Aku bersekolah di SD Negeri yang berada di kampung Ibu. SD ini berada di tengah sawah aku berangkat ke sekolah berjalan kaki dengan menempuh jarak lebih kurang dua kilometer. Masa-masa bersekolah di SD adalah masa yang menyenangkan kami belajar bersama di bawah bimbingan guru. Suatu ketika Aku bersama kelima temanku, Liza, Leni, Ijum, Yanti, dan Iwit mengikuti lomba mata pelajaran di SD kampung sebelah. Aku mendapatkan lomba untuk mata pelajaran IPA. Kami belajar dengan rajin dan tekun setiap hari dan berharap dapat memenangkan lomba agar dapat diutus ke kecamatan. Walaupun kami belum menjadi pemenang nomor satu di kala itu paling tidak kami mendapatkan pengalaman dan teman baru dari SD yang lain.

Kegiatan ku sebelum berangkat ke sekolah yaitu membantu pekerjaan ibu untuk mencuci kain ku dan adikku di sungai setiap pagi harinya. Walaupun terkadang udara dingin menusuk tulang aku dengan senang hati melakukan pekerjaan mencuci di sungai ini karena mencuci di sungai mempunya kekhasan tersendiri yakni kita membilas hanya dengan satu kali celup di air yang mengalir.

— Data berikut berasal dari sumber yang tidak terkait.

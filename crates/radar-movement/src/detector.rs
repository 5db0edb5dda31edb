use radar_core::config::{ContradictionRule, DetectionConfig};
use radar_core::errors::ConfigError;
use radar_core::models::{ChangeSet, Contradiction, EntityState, FieldChange, Snapshot, StateField};

use crate::hash::state_hash;

/// A contradiction rule with its patterns compiled once at startup.
struct CompiledContradictionRule {
    id: String,
    field_a: StateField,
    pattern_a: regex::Regex,
    field_b: StateField,
    pattern_b: regex::Regex,
}

impl CompiledContradictionRule {
    fn compile(rule: &ContradictionRule) -> Result<Self, ConfigError> {
        let compile = |pattern: &str| {
            regex::Regex::new(pattern).map_err(|e| ConfigError::InvalidRulePattern {
                rule_id: rule.id.clone(),
                pattern: pattern.to_string(),
                message: e.to_string(),
            })
        };
        Ok(Self {
            id: rule.id.clone(),
            field_a: rule.field_a,
            pattern_a: compile(&rule.pattern_a)?,
            field_b: rule.field_b,
            pattern_b: compile(&rule.pattern_b)?,
        })
    }
}

/// Compares newly observed state against the stored snapshot.
///
/// The detector itself is read-only; the pipeline upserts the snapshot on
/// every pass (changed or not) so subsequent runs compare against current
/// truth and a single change never alerts twice.
pub struct ChangeDetector {
    hash_fields: Vec<StateField>,
    contradiction_rules: Vec<CompiledContradictionRule>,
}

impl ChangeDetector {
    pub fn new(config: &DetectionConfig) -> Result<Self, ConfigError> {
        let contradiction_rules = config
            .contradiction_rules
            .iter()
            .map(CompiledContradictionRule::compile)
            .collect::<Result<Vec<_>, _>>()?;
        Ok(Self {
            hash_fields: config.hash_fields.clone(),
            contradiction_rules,
        })
    }

    /// Hash the observable state over the configured field subset.
    pub fn hash(&self, state: &EntityState) -> String {
        state_hash(state, &self.hash_fields)
    }

    /// Diff stored snapshot against newly observed state.
    ///
    /// Absent snapshot is the first-seen case: reported as different so
    /// the caller baselines the snapshot, but flagged `first_seen` so no
    /// movement is classified from it.
    pub fn detect(&self, old: Option<&Snapshot>, new_state: &EntityState) -> ChangeSet {
        let old = match old {
            Some(snapshot) => snapshot,
            None => {
                return ChangeSet {
                    changes: vec![],
                    is_different: true,
                    first_seen: true,
                }
            }
        };

        let is_different = self.hash(new_state) != old.content_hash;
        if !is_different {
            return ChangeSet::default();
        }

        let mut changes = Vec::new();
        for field in StateField::ALL {
            let old_value = old.state.field(field);
            let new_value = new_state.field(field);
            if old_value != new_value {
                changes.push(FieldChange {
                    field,
                    old_value: old_value.map(str::to_string),
                    new_value: new_value.map(str::to_string),
                });
            }
        }

        ChangeSet {
            changes,
            is_different: true,
            first_seen: false,
        }
    }

    /// Flag fields implying mutually exclusive transitions. Contradictions
    /// are surfaced for manual review and never block processing.
    pub fn check_contradictions(&self, state: &EntityState) -> Vec<Contradiction> {
        let mut found = Vec::new();
        for rule in &self.contradiction_rules {
            let a = state.field(rule.field_a);
            let b = state.field(rule.field_b);
            let (Some(a), Some(b)) = (a, b) else { continue };
            if rule.pattern_a.is_match(a) && rule.pattern_b.is_match(b) {
                tracing::warn!(
                    rule_id = %rule.id,
                    field_a = %rule.field_a,
                    field_b = %rule.field_b,
                    "contradictory field values observed"
                );
                found.push(Contradiction {
                    rule_id: rule.id.clone(),
                    fields: (rule.field_a, rule.field_b),
                    description: format!(
                        "{} value '{}' conflicts with {} value '{}'",
                        rule.field_a, a, rule.field_b, b
                    ),
                });
            }
        }
        found
    }
}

Suka dan duka dalam mengarungi kehidupan selalu datang silih berganti. Ketika itu aku akan menamatkan sekolah dasar namun perekonomian Bapak belum juga membaik. Pekerjaan Bapak setiap harinya adalah “manakiak gatah” atau menderes pohon karet. Kebun karet yang di deres Bapak berada di atas perbukitan yang cukup tinggi. Setiap pagi sebelum matahari menampakkan wajahnya nan garang hendaknya Bapak harus sudah siap melaksanakan pekerjaannya. Namun hal ini berbeda dengan kenyataannya kondisi jalan menuju ke “kabun gatah” sangat jauh berbeda dengan lingkungan di kampung bapak di Medan yang dataran rendah. Bapak mempunyai keterbatasan dari segi fisik yaitu di waktu muda Bapak pernah jatuh dari pohon sawo di kampungnya sehingga kaki Bapak sebelah kiri patah dan membuat jalannya tidak rata lagi. Sementara itu kampung Ibu berada di dataran tinggi jalan menuju kebun karet nenek mendaki dan berliku membuat Bapak merasa kesulitan dalam menempuh jalan tersebut. Hasil menderes pohon karet tidak seberapa hanya cukup untuk memenuhi kebutuhan pokok setiap minggunya. Dan terkadang kalau musim hujan melanda getah tidak menjadi karena banyak mengandung air sehingga membuat Bapak tidak punya penghasilan yang akan diberikan kepada Ibu untuk berbelanja kebutuhan pokok hal ini menjadi saat tersulit bagi keluarga kami.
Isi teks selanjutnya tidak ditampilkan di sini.